PROBLEM TO WORK ON: Whenever a line below holds the word "zero", count it; then give the total and nothing else.

SUPPLIED RECORDS:
————

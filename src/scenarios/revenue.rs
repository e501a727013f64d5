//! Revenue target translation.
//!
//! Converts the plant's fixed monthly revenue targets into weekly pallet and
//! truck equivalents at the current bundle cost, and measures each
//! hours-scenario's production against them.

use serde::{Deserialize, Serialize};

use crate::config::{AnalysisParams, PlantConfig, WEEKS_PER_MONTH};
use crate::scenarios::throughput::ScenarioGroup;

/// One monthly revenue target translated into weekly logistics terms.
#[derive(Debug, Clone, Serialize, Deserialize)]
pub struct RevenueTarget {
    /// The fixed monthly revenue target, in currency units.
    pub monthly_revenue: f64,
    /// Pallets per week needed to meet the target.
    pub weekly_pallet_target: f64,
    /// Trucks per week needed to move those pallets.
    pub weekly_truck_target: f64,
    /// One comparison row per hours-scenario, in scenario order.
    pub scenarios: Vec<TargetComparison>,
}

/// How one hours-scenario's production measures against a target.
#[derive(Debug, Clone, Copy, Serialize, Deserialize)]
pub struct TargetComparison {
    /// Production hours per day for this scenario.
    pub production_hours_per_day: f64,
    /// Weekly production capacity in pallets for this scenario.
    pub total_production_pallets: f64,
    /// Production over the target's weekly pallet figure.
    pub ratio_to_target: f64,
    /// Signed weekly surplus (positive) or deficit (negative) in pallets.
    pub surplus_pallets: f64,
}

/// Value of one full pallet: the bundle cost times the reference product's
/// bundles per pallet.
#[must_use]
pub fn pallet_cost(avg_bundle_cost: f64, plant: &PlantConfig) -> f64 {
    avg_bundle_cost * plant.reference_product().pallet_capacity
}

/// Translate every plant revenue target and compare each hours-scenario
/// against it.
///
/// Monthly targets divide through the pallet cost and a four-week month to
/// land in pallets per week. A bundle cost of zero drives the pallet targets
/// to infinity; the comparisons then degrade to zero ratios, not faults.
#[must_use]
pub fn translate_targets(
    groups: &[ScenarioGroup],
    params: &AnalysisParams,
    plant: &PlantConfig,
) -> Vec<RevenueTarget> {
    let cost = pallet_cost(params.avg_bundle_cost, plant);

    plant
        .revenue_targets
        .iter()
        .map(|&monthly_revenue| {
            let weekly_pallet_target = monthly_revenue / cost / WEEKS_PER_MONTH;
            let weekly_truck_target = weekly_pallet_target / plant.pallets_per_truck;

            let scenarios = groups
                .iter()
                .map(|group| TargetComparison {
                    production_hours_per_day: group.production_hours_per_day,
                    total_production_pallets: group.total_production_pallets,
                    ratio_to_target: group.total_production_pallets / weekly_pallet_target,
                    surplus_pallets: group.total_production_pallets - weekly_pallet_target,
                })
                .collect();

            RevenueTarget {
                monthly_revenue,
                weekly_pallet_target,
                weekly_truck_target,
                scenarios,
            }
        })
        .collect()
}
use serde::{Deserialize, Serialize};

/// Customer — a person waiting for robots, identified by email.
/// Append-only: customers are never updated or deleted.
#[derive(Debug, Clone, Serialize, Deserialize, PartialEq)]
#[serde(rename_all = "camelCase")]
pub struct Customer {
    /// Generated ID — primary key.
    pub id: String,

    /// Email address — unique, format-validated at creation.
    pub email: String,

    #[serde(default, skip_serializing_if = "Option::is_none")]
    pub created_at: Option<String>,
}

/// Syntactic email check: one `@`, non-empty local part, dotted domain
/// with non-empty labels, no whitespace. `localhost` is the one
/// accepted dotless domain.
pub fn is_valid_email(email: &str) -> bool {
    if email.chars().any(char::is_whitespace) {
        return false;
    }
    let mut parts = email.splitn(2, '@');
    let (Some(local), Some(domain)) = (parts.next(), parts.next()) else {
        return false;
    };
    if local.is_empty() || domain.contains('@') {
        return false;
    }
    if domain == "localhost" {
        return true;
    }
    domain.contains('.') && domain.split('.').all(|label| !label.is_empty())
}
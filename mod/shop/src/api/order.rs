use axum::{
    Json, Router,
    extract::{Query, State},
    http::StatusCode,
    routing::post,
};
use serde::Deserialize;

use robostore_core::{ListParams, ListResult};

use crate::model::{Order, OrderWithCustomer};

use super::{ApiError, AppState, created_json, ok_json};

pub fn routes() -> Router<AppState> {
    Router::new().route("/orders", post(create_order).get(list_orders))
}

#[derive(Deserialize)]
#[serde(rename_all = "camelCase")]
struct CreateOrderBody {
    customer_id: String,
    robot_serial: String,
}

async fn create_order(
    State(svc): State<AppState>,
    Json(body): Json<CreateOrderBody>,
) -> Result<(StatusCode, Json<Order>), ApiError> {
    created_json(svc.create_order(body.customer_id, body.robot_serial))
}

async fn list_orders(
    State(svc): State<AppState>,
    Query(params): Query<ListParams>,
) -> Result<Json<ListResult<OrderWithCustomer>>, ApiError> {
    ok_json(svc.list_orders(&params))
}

————

ANSWER SPACE: 2